Por qué la inteligencia artificial exige un pacto de humanidad
MARGARITA DUCCI DIRECTORA EJECUTIVA PACTO GLOBAL CHILE, ONU
Estamos viviendo un capítulo de la historia donde la ciencia ficción dejó de ser literatura. La inteligencia artificial (IA) ya no es una simple promesa de eficiencia ni una solución tecnológica para optimizar procesos corporativos; es una fuerza transformadora capaz de diagnosticar enfermedades con precisión milimétrica, proyectar modelos para frenar el cambio climático o multiplicar la capacidad productiva de las empresas. Su velocidad impresiona, pero su verdadero impacto nos desafía a mirar con prudencia y estar atentos.
Junto al asombro, coexiste una preocupación legítima. Nos enfrentamos a dilemas éticos sin precedentes, tales como la amplificación de prejuicios, la erosión de la privacidad, la desinformación masiva y una brecha digital que amenaza con acentuar las desigualdades históricas. Ahí emerge un punto crítico donde la ética deja de ser un debate teórico para convertirse en un imperativo urgente; la protección de la niñez. El secretario general de las Naciones Unidas, António Guterres, hizo un llamado categórico a los Estados para establecer un pacto mundial de gobernanza de la IA. La premisa es tan conmovedora como incuestionable; ningún niño debe convertirse en el laboratorio de pruebas de una tecnología no regulada.

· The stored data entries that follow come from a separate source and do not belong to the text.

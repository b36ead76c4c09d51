use crate::assets::RasterImage;
use crate::foundation::core::{Affine, Point, Vec2, premul_over_px};
use crate::foundation::error::{TextBehindError, TextBehindResult};
use crate::render::FrameRGBA;
use crate::render::surface::{
    DrawingSurface, StateStack, SurfaceProvider, SurfaceState, TextAlign, TextBaseline,
    text_anchor_offset,
};
use crate::text::FontSpec;

/// Advance of one character, as a fraction of the font size, for block-stamped text.
const BLOCK_ADVANCE: f64 = 0.6;
const BLOCK_ASCENT: f64 = 0.8;
const BLOCK_DESCENT: f64 = 0.2;

/// One `fill_text` call together with the state it was issued under.
#[derive(Clone, Debug, PartialEq)]
pub struct TextDraw {
    /// Text passed to `fill_text`.
    pub text: String,
    /// User-space anchor x.
    pub x: f64,
    /// User-space anchor y.
    pub y: f64,
    /// Surface state at the time of the call.
    pub state: SurfaceState,
}

impl TextDraw {
    /// Anchor in surface pixels after applying the transform.
    pub fn device_anchor(&self) -> Point {
        self.state.transform * Point::new(self.x, self.y)
    }

    /// Angle of the text's reading direction on the surface, in radians.
    pub fn device_angle(&self) -> f64 {
        let c = self.state.transform.as_coeffs();
        c[1].atan2(c[0])
    }
}

/// A call recorded by [`RecordingSurface`].
#[derive(Clone, Debug, PartialEq)]
pub enum SurfaceOp {
    /// `save()`.
    Save,
    /// `restore()`.
    Restore,
    /// `set_transform(..)`.
    SetTransform(Affine),
    /// `rotate(radians)`.
    Rotate(f64),
    /// `translate(dx, dy)`.
    Translate(Vec2),
    /// `set_font(..)`, in CSS shorthand.
    SetFont(String),
    /// `set_fill_color(..)`, verbatim.
    SetFillColor(String),
    /// `set_text_align(..)`.
    SetTextAlign(TextAlign),
    /// `set_text_baseline(..)`.
    SetTextBaseline(TextBaseline),
    /// `draw_image(..)`.
    DrawImage {
        /// Image width.
        width: u32,
        /// Image height.
        height: u32,
        /// User-space x.
        x: f64,
        /// User-space y.
        y: f64,
        /// Transform at the time of the call.
        transform: Affine,
    },
    /// `fill_text(..)`.
    FillText(TextDraw),
}

/// In-memory surface that records every call, for tests and debugging.
///
/// Images are composited with source-over at integer offsets (translation-only transforms).
/// Text is not shaped: each non-empty `fill_text` stamps a solid block in the fill color covering
/// the box the text would occupy (`0.6 * size` per character by `size`), mapped through the
/// transform. That is enough to check placement and layering without fonts.
#[derive(Clone, Debug)]
pub struct RecordingSurface {
    width: u32,
    height: u32,
    states: StateStack,
    ops: Vec<SurfaceOp>,
    pixels: Vec<u8>,
}

impl RecordingSurface {
    /// Create a transparent surface.
    pub fn new(width: u32, height: u32) -> Self {
        Self {
            width,
            height,
            states: StateStack::default(),
            ops: Vec::new(),
            pixels: vec![0u8; (width as usize) * (height as usize) * 4],
        }
    }

    /// Recorded calls, in order.
    pub fn ops(&self) -> &[SurfaceOp] {
        &self.ops
    }

    /// Recorded `fill_text` calls, in order.
    pub fn text_draws(&self) -> impl Iterator<Item = &TextDraw> {
        self.ops.iter().filter_map(|op| match op {
            SurfaceOp::FillText(t) => Some(t),
            _ => None,
        })
    }

    fn blend_px(&mut self, x: u32, y: u32, src: [u8; 4]) {
        let i = ((y as usize) * (self.width as usize) + (x as usize)) * 4;
        let dst = [
            self.pixels[i],
            self.pixels[i + 1],
            self.pixels[i + 2],
            self.pixels[i + 3],
        ];
        self.pixels[i..i + 4].copy_from_slice(&premul_over_px(dst, src));
    }

    fn stamp_text_block(&mut self, text: &str, x: f64, y: f64) {
        let state = self.states.current().clone();
        let size = state.font.size_px;
        let chars = text.chars().count() as f64;
        let width = BLOCK_ADVANCE * size * chars;
        let ascent = BLOCK_ASCENT * size;
        let descent = BLOCK_DESCENT * size;
        let off = text_anchor_offset(
            width,
            ascent,
            descent,
            ascent,
            state.text_align,
            state.text_baseline,
        );

        let x0 = x + off.x;
        let y0 = y + off.y;
        let corners = [
            Point::new(x0, y0),
            Point::new(x0 + width, y0),
            Point::new(x0, y0 + size),
            Point::new(x0 + width, y0 + size),
        ]
        .map(|p| state.transform * p);
        let min_x = corners.iter().map(|p| p.x).fold(f64::INFINITY, f64::min);
        let max_x = corners.iter().map(|p| p.x).fold(f64::NEG_INFINITY, f64::max);
        let min_y = corners.iter().map(|p| p.y).fold(f64::INFINITY, f64::min);
        let max_y = corners.iter().map(|p| p.y).fold(f64::NEG_INFINITY, f64::max);

        let src = state.fill.premultiplied().to_array();
        for py in 0..self.height {
            let cy = f64::from(py) + 0.5;
            if cy < min_y || cy > max_y {
                continue;
            }
            for px in 0..self.width {
                let cx = f64::from(px) + 0.5;
                if cx >= min_x && cx <= max_x {
                    self.blend_px(px, py, src);
                }
            }
        }
    }
}

impl DrawingSurface for RecordingSurface {
    fn width(&self) -> u32 {
        self.width
    }

    fn height(&self) -> u32 {
        self.height
    }

    fn states(&self) -> &StateStack {
        &self.states
    }

    fn states_mut(&mut self) -> &mut StateStack {
        &mut self.states
    }

    fn save(&mut self) {
        self.ops.push(SurfaceOp::Save);
        self.states.save();
    }

    fn restore(&mut self) {
        self.ops.push(SurfaceOp::Restore);
        self.states.restore();
    }

    fn set_transform(&mut self, transform: Affine) {
        self.ops.push(SurfaceOp::SetTransform(transform));
        self.states.current_mut().transform = transform;
    }

    fn rotate(&mut self, radians: f64) {
        self.ops.push(SurfaceOp::Rotate(radians));
        let state = self.states.current_mut();
        state.transform = state.transform * Affine::rotate(radians);
    }

    fn translate(&mut self, dx: f64, dy: f64) {
        self.ops.push(SurfaceOp::Translate(Vec2::new(dx, dy)));
        let state = self.states.current_mut();
        state.transform = state.transform * Affine::translate(Vec2::new(dx, dy));
    }

    fn set_font(&mut self, font: &FontSpec) {
        self.ops.push(SurfaceOp::SetFont(font.to_string()));
        self.states.current_mut().font = font.clone();
    }

    fn set_fill_color(&mut self, color: &str) {
        self.ops.push(SurfaceOp::SetFillColor(color.to_string()));
        match crate::assets::color::parse_css_color(color) {
            Ok(fill) => self.states.current_mut().fill = fill,
            Err(reason) => {
                tracing::warn!(color = %color, %reason, "ignoring unparseable fill color");
            }
        }
    }

    fn set_text_align(&mut self, align: TextAlign) {
        self.ops.push(SurfaceOp::SetTextAlign(align));
        self.states.current_mut().text_align = align;
    }

    fn set_text_baseline(&mut self, baseline: TextBaseline) {
        self.ops.push(SurfaceOp::SetTextBaseline(baseline));
        self.states.current_mut().text_baseline = baseline;
    }

    fn draw_image(&mut self, image: &RasterImage, x: f64, y: f64) -> TextBehindResult<()> {
        let transform = self.states.current().transform;
        self.ops.push(SurfaceOp::DrawImage {
            width: image.width,
            height: image.height,
            x,
            y,
            transform,
        });

        let t = (transform * Affine::translate(Vec2::new(x, y))).as_coeffs();
        let is_translation = t[0] == 1.0 && t[1] == 0.0 && t[2] == 0.0 && t[3] == 1.0;
        if !is_translation || t[4].fract() != 0.0 || t[5].fract() != 0.0 {
            return Err(TextBehindError::validation(
                "recording surface only composites images at integer translations",
            ));
        }
        let (ox, oy) = (t[4] as i64, t[5] as i64);

        for sy in 0..image.height {
            let dy = oy + i64::from(sy);
            if dy < 0 || dy >= i64::from(self.height) {
                continue;
            }
            for sx in 0..image.width {
                let dx = ox + i64::from(sx);
                if dx < 0 || dx >= i64::from(self.width) {
                    continue;
                }
                if let Some(src) = image.pixel(sx, sy) {
                    self.blend_px(dx as u32, dy as u32, src);
                }
            }
        }
        Ok(())
    }

    fn fill_text(&mut self, text: &str, x: f64, y: f64) -> TextBehindResult<()> {
        self.ops.push(SurfaceOp::FillText(TextDraw {
            text: text.to_string(),
            x,
            y,
            state: self.states.current().clone(),
        }));
        if !text.is_empty() {
            self.stamp_text_block(text, x, y);
        }
        Ok(())
    }

    fn snapshot(&mut self) -> TextBehindResult<FrameRGBA> {
        Ok(FrameRGBA {
            width: self.width,
            height: self.height,
            data: self.pixels.clone(),
            premultiplied: true,
        })
    }
}

/// Provider of [`RecordingSurface`]s.
#[derive(Clone, Copy, Debug, Default)]
pub struct RecordingSurfaceProvider;

impl SurfaceProvider for RecordingSurfaceProvider {
    type Surface = RecordingSurface;

    fn create_surface(&self, width: u32, height: u32) -> TextBehindResult<RecordingSurface> {
        if width == 0 || height == 0 {
            return Err(TextBehindError::surface_unavailable(format!(
                "cannot allocate a {width}x{height} surface"
            )));
        }
        Ok(RecordingSurface::new(width, height))
    }
}

#[cfg(test)]
#[path = "../../tests/unit/render/recording.rs"]
mod tests;
use std::time::Duration;

pub type TextBehindResult<T> = Result<T, TextBehindError>;

#[derive(thiserror::Error, Debug)]
pub enum TextBehindError {
    #[error("surface unavailable: {0}")]
    SurfaceUnavailable(String),

    #[error("image acquisition failed: {0}")]
    Acquisition(String),

    #[error("image acquisition timed out after {0:?}")]
    AcquisitionTimedOut(Duration),

    #[error("background extraction failed: {0}")]
    Extraction(String),

    #[error("validation error: {0}")]
    Validation(String),

    #[error("encode error: {0}")]
    Encode(String),

    #[error(transparent)]
    Other(#[from] anyhow::Error),
}

impl TextBehindError {
    pub fn surface_unavailable(msg: impl Into<String>) -> Self {
        Self::SurfaceUnavailable(msg.into())
    }

    pub fn acquisition(msg: impl Into<String>) -> Self {
        Self::Acquisition(msg.into())
    }

    pub fn extraction(msg: impl Into<String>) -> Self {
        Self::Extraction(msg.into())
    }

    pub fn validation(msg: impl Into<String>) -> Self {
        Self::Validation(msg.into())
    }

    pub fn encode(msg: impl Into<String>) -> Self {
        Self::Encode(msg.into())
    }
}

Entre deepfakes que vulneran la intimidad, algoritmos que minan la salud mental y la exposición prematura a entornos virtuales sin resguardo, la protección de los menores exige reglas claras y una responsabilidad compartida.
“La IA es insaciable en recursos; sus centros de datos ya consumen más electricidad que países enteros, y se estima que para 2030 esa demanda casi se duplicará”.
A ello se suma una realidad insoslayable; que la IA es insaciable en recursos; sus centros de datos ya consumen más electricidad que países enteros, y se estima que para 2030 esa demanda casi se duplicará. Para que la innovación contribuya a un mundo mejor, debe transparentar honestamente sus costos, comprometiéndose a que la infraestructura digital se alimente exclusivamente de fuentes limpias.
Chile ha mostrado liderazgo en la región al actualizar su Política Nacional de Inteligencia Artificial y tramitar marcos normativos orientados al uso ético y la gobernanza. La misión central del sector privado y de quienes integramos Pacto Global, es enfrentar el futuro de la IA. A través de nuestras empresas adheridas, estamos promoviendo que la adopción de estas tecnologías no responda únicamente a criterios de rentabilidad, sino a un compromiso irrenunciable con el bienestar, los Derechos Humanos y los Objetivos de Desarrollo Sostenible. Junto a Sofofa Futuro del Trabajo, y a la Unesco, con su Observatorio de la IA, impulsamos el desafío que esta impone en las organizaciones y las acompañamos en la construcción de directrices de IA responsable.
Así, estamos conscientes del hecho que, lograr que la innovación sirva a la vida y al planeta es uno de los mayores desafíos tanto ético como social de nuestro tiempo, y las empresas tienen en sus manos la oportunidad histórica de demostrar que la prosperidad de la humanidad y el verdadero progreso es aquel que no deja a nadie atrás.